◆ WORK ORDER
Within the material below, locate the line with "filename src/config.rs" and the line with "to run with.", then return those two lines and all lines between them, exactly as written.

◆ GIVEN DATA
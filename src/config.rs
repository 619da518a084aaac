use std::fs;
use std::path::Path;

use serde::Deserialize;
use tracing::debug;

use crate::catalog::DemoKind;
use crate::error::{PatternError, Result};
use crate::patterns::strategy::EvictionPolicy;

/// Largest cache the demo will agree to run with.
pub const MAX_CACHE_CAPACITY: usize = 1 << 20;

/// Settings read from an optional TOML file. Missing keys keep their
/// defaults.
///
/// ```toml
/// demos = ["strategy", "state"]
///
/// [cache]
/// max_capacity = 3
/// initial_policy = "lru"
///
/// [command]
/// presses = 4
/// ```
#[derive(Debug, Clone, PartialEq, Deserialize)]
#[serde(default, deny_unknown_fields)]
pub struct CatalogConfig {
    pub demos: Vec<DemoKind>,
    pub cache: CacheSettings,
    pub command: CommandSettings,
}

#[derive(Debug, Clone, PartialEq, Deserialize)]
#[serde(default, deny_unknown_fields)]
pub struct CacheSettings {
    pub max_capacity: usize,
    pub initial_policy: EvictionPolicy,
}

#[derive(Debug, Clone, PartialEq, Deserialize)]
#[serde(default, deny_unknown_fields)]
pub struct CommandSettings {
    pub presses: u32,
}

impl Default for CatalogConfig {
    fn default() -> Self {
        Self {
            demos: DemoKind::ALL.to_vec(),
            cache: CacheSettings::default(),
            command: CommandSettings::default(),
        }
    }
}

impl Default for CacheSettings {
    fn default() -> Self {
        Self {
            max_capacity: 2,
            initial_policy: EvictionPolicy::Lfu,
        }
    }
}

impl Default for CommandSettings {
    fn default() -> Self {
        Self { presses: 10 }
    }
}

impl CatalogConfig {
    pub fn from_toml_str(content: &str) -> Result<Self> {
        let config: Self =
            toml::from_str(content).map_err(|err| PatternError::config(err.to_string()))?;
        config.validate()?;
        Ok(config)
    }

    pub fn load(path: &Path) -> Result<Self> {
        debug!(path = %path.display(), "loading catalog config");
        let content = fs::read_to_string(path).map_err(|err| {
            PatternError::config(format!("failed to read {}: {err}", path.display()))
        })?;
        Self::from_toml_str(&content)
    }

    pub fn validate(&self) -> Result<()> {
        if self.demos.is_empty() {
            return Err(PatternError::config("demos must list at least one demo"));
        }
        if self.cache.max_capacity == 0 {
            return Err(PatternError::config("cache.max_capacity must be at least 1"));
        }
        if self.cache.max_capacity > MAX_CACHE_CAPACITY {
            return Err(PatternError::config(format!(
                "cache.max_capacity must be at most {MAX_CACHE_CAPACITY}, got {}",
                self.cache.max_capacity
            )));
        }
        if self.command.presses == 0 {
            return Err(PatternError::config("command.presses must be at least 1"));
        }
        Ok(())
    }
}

--

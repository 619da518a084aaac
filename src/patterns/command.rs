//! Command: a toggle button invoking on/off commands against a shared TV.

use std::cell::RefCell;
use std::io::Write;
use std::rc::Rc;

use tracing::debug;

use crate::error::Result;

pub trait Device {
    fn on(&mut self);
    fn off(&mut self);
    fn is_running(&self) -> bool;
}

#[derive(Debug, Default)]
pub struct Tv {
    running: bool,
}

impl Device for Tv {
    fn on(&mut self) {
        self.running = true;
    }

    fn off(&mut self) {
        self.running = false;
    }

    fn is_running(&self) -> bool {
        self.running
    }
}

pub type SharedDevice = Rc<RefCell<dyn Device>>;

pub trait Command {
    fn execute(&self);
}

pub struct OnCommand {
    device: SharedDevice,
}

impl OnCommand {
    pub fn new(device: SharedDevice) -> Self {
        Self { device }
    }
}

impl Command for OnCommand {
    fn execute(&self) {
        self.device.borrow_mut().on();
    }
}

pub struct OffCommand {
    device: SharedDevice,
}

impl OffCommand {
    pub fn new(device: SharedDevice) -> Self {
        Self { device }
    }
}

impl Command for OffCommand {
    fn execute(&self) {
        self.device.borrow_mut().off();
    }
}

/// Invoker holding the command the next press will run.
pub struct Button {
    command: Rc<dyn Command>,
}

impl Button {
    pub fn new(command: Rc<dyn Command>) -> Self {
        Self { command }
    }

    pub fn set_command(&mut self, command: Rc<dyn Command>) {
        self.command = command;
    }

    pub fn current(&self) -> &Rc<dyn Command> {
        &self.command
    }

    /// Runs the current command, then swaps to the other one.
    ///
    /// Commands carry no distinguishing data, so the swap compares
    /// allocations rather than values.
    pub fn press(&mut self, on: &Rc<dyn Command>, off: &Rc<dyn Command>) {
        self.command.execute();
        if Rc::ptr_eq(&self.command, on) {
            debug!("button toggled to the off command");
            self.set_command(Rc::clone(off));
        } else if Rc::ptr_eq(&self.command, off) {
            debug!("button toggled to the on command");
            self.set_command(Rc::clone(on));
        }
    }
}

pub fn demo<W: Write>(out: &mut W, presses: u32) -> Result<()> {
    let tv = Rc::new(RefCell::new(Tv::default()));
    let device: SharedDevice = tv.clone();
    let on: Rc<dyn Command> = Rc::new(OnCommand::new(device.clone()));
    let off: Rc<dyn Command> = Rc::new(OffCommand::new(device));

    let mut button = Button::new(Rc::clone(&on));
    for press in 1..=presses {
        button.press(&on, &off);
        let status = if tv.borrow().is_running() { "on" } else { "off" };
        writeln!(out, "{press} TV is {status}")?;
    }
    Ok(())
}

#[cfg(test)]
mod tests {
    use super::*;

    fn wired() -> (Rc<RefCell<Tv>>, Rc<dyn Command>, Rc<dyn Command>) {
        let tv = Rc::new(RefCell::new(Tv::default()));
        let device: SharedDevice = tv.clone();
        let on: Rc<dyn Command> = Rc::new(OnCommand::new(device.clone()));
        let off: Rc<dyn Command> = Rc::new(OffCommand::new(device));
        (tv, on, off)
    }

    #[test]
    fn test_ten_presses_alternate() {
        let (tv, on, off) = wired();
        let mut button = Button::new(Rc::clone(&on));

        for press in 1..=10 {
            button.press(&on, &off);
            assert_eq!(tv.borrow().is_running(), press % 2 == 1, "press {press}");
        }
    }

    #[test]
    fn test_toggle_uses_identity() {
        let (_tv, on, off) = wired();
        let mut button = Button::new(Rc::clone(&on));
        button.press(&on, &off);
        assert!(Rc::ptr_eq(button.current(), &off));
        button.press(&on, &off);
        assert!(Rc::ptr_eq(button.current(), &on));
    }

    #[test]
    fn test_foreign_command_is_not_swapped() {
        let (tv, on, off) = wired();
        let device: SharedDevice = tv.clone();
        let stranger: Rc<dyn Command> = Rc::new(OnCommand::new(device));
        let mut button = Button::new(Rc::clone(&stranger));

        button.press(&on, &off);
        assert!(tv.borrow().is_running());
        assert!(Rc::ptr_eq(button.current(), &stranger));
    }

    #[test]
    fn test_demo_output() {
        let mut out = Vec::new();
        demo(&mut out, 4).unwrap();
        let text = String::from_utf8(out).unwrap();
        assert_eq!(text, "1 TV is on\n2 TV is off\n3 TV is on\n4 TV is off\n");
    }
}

◆ REPLY TO THE TASK
filename src/config.rs
repository 619da518a084aaac
use std::fs;
use std::path::Path;

use serde::Deserialize;
use tracing::debug;

use crate::catalog::DemoKind;
use crate::error::{PatternError, Result};
use crate::patterns::strategy::EvictionPolicy;

/// Largest cache the demo will agree to run with.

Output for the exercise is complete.